Mercredi 21 juillet 2021 par Ralph Gambihler

Gena Rowlands. On aurait dû dormir

Il faut en finir avec les muses. Avec leur "aura , également. Gena Rowlands survole ces clichés qui ne résument en rien son mouvement perpétuel, sa blondeur obstinée et le sens profond qu'elle a donné à son art de vivre, d'aimer et de jouer. Immense actrice. Femme d'exception. Bogart et Bacall dans une seule âme, écrit Murielle Joudet dans sa biographie-hommage à une féminité d'autant plus libre qu'elle ne s'est jamais autoproclamée conquérante.

Quel cadeau elle lui fait, à John Cassavetes, que de venir habiter son cœur et son monde! Il y eut pourtant, avant Faces et avant Une femme sous influence, une autre Gena Rowlands, sous-héroïne de feuilletons-télé sacrifiant comme il le faut aux codes d'une certaine american way of life. Elle les joue trop bien, ces femmes au foyer qui font rêver la classe moyenne blanche. Jusqu'à en maîtriser une sorte de sous-texte de l'aliénation qu'elle retournera "comme un code secret " lorsqu'un autre programme se mettra en route: "corps, affects, routine, tout ce qui a été synchronisé devra être déréglé."

Dès le début de Faces, elle donne le ton: faux-cils, brushing... et puis cette peau surexposée, ce "corps-luciole déshabillé par la lumière ", mobile à souhait, rendu à sa liberté. "Le bonheur d'apparaître enfin, dans l'ombre de personne ", écrit Murielle Joudet avant de nous rappeler que Gena Rowlands a refusé le rôle de l'une des femmes mal mariées du film que Cassavetes voulait d'abord lui confier. Elle préfère jouer la call-girl, manière de s'émanciper au sein même de l'univers émancipateur de son mari.
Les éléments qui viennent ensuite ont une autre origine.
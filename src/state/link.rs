//! Connection state projection
//!
//! Pure derivation from messaging-client lifecycle events to the user-facing
//! connection record. Holds nothing beyond the effect of the last event.

/// User-facing connection status
#[derive(Debug, Clone, Copy, PartialEq, Eq, Default)]
pub enum ConnectionStatus {
    #[default]
    Disconnected,
    Connecting,
    Connected,
    Reconnecting,
}

impl std::fmt::Display for ConnectionStatus {
    fn fmt(&self, f: &mut std::fmt::Formatter<'_>) -> std::fmt::Result {
        match self {
            ConnectionStatus::Disconnected => write!(f, "disconnected"),
            ConnectionStatus::Connecting => write!(f, "connecting"),
            ConnectionStatus::Connected => write!(f, "connected"),
            ConnectionStatus::Reconnecting => write!(f, "reconnecting"),
        }
    }
}

/// Lifecycle events emitted by the messaging client
#[derive(Debug, Clone, PartialEq)]
pub enum LinkEvent {
    Connecting,
    Connected,
    Disconnected,
    Error(String),
    Reconnecting(u32),
}

/// Derived connection record driving the status indicator
#[derive(Debug, Clone, PartialEq, Default)]
pub struct LinkState {
    pub status: ConnectionStatus,
    pub last_error: Option<String>,
    pub reconnect_attempt: u32,
}

impl LinkState {
    /// Fold one lifecycle event into the record
    pub fn apply(&self, event: &LinkEvent) -> LinkState {
        let mut next = self.clone();
        match event {
            LinkEvent::Connecting => {
                next.status = ConnectionStatus::Connecting;
            }
            LinkEvent::Connected => {
                next.status = ConnectionStatus::Connected;
                next.last_error = None;
                next.reconnect_attempt = 0;
            }
            LinkEvent::Disconnected => {
                next.status = ConnectionStatus::Disconnected;
            }
            LinkEvent::Error(message) => {
                next.last_error = Some(message.clone());
            }
            LinkEvent::Reconnecting(attempt) => {
                next.status = ConnectionStatus::Reconnecting;
                next.reconnect_attempt = *attempt;
            }
        }
        next
    }

    /// Whether the link can carry outgoing sends
    pub fn is_usable(&self) -> bool {
        self.status == ConnectionStatus::Connected
    }
}

#[cfg(test)]
mod tests {
    use super::*;

    #[test]
    fn test_initial_state() {
        let state = LinkState::default();
        assert_eq!(state.status, ConnectionStatus::Disconnected);
        assert_eq!(state.last_error, None);
        assert_eq!(state.reconnect_attempt, 0);
        assert!(!state.is_usable());
    }

    #[test]
    fn test_connected_clears_error_and_attempt() {
        let state = LinkState {
            status: ConnectionStatus::Reconnecting,
            last_error: Some("socket closed".to_string()),
            reconnect_attempt: 4,
        };

        let next = state.apply(&LinkEvent::Connected);
        assert_eq!(next.status, ConnectionStatus::Connected);
        assert_eq!(next.last_error, None);
        assert_eq!(next.reconnect_attempt, 0);
        assert!(next.is_usable());
    }

    #[test]
    fn test_error_preserves_status() {
        let state = LinkState::default().apply(&LinkEvent::Connecting);
        let next = state.apply(&LinkEvent::Error("refused".to_string()));

        assert_eq!(next.status, ConnectionStatus::Connecting);
        assert_eq!(next.last_error.as_deref(), Some("refused"));
    }

    #[test]
    fn test_reconnecting_carries_attempt() {
        let next = LinkState::default().apply(&LinkEvent::Reconnecting(3));
        assert_eq!(next.status, ConnectionStatus::Reconnecting);
        assert_eq!(next.reconnect_attempt, 3);
        assert!(!next.is_usable());
    }

    #[test]
    fn test_lifecycle_sequence() {
        let mut state = LinkState::default();
        for (event, expected) in [
            (LinkEvent::Connecting, ConnectionStatus::Connecting),
            (LinkEvent::Connected, ConnectionStatus::Connected),
            (LinkEvent::Disconnected, ConnectionStatus::Disconnected),
            (LinkEvent::Reconnecting(1), ConnectionStatus::Reconnecting),
            (LinkEvent::Connecting, ConnectionStatus::Connecting),
            (LinkEvent::Connected, ConnectionStatus::Connected),
        ] {
            state = state.apply(&event);
            assert_eq!(state.status, expected);
        }
        assert_eq!(state.reconnect_attempt, 0);
    }

    #[test]
    fn test_status_display() {
        assert_eq!(ConnectionStatus::Reconnecting.to_string(), "reconnecting");
        assert_eq!(ConnectionStatus::Connected.to_string(), "connected");
    }
}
On peut aussi y voir le premier d'une série de motifs picturaux (voire jazzistiques, du Cool au Free puisque Cassavetes était si friand de cette musique...) sans cesse renouvelés par la suite.

Elle prend encore plus la tangente dans Une Femme sous influence où elle joue une folle, ou plutôt une femme qui essaye d'être dans la norme sans y parvenir. Chaque sourire, phrase ou geste échappe à son contrôle, traverse son corps comme si elle ne s'appartenait plus."Flux de conscience ", écrit Murielle Joudet pour traduire la performance de Gena Rowlands dans ce film, et peut-être aussi son rapport à Cassavetes dont le personnage de Peter Falk trahit les insuffisances. "Le couple est une folie à deux ", comprend-on au bout du compte, mais c'est une folie indestructible et désirable d'une certaine manière dès lors qu'elle est prise en charge.

Flottante, hébétée ou en rage, et avec Gloria comme sommet d'émotion, Gena Rowlands nous dit ainsi qu'aimer est un combat et que l'épuisement parfois fait couple, ou alors le couple ronronne, puis se disloque. Féminité somnambule, comme le suggère ironiquement le titre du livre. Mieux encore, "féminité ébréchée et incomprise qui n'assure pas le spectacle qu'on lui réclame mais en prépare un autre en marge de la scène officielle ", belle conclusion au demeurant pour ce portrait de femme et d'actrice aussi envoûtant que maîtrisé.

Gena Rowlands. On aurait dû dormir, Murielle Joudet, aux éditions Capricci qui ressortent également Cassavetes par Cassavetes.  La journaliste et critique sera l'invitée de Summer of Jazz sur TSFJAZZ lundi 26 juillet entre 19h et 20h.